HOW TO COMPLETE THIS TASK
The reply should consist of every entry, repeated exactly.

※ ※ ※

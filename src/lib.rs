//! # docq
//!
//! A command-line client for a document summarization and question-answering
//! service.
//!
//! The backend is an opaque JSON-over-HTTP collaborator: it stores ingested
//! document chunks, builds bulleted summaries, and answers free-form questions
//! with citations. This crate handles the client side of that contract —
//! paragraph chunking, request sequencing (ingest before summarize/qa),
//! response post-processing, and a bounded in-memory session history.
//!
//! ```text
//! ┌───────────┐   ┌───────────────┐   ┌──────────────────┐
//! │ CLI/repl  │──▶│ ClientSession │──▶│ backend API      │
//! │  (docq)   │   │ chunk+history │   │ /ingest          │
//! └───────────┘   └───────────────┘   │ /summarize /qa   │
//!                                     └──────────────────┘
//! ```
//!
//! ## Modules
//!
//! | Module | Purpose |
//! |--------|---------|
//! | [`config`] | TOML configuration parsing |
//! | [`models`] | Request/response types and session values |
//! | [`chunk`] | Blank-line paragraph chunking |
//! | [`bullets`] | Bullet normalization and header filtering |
//! | [`client`] | Bounded HTTP client for the backend endpoints |
//! | [`session`] | Session state and request orchestration |
//! | [`render`] | stdout rendering of results and history |

pub mod bullets;
pub mod chunk;
pub mod client;
pub mod config;
pub mod models;
pub mod render;
pub mod session;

※ ※ ※

OUTPUT OF THE EXERCISE
filename src/lib.rs
//! # docq
//!
//! A command-line client for a document summarization and question-answering
//! service.
//!
//! The backend is an opaque JSON-over-HTTP collaborator: it stores ingested
//! document chunks, builds bulleted summaries, and answers free-form questions
//! with citations. This crate handles the client side of that contract —
//! paragraph chunking, request sequencing (ingest before summarize/qa),
//! response post-processing, and a bounded in-memory session history.
//!
//! ```text
//! ┌───────────┐   ┌───────────────┐   ┌──────────────────┐
//! │ CLI/repl  │──▶│ ClientSession │──▶│ backend API      │
//! │  (docq)   │   │ chunk+history │   │ /ingest          │
//! └───────────┘   └───────────────┘   │ /summarize /qa   │
//!                                     └──────────────────┘
//! ```
//!
//! ## Modules
//!
//! | Module | Purpose |
//! |--------|---------|
//! | [`config`] | TOML configuration parsing |
//! | [`models`] | Request/response types and session values |
//! | [`chunk`] | Blank-line paragraph chunking |
//! | [`bullets`] | Bullet normalization and header filtering |
//! | [`client`] | Bounded HTTP client for the backend endpoints |
//! | [`session`] | Session state and request orchestration |
//! | [`render`] | stdout rendering of results and history |

pub mod bullets;
pub mod chunk;
pub mod client;
pub mod config;
pub mod models;
pub mod render;
pub mod session;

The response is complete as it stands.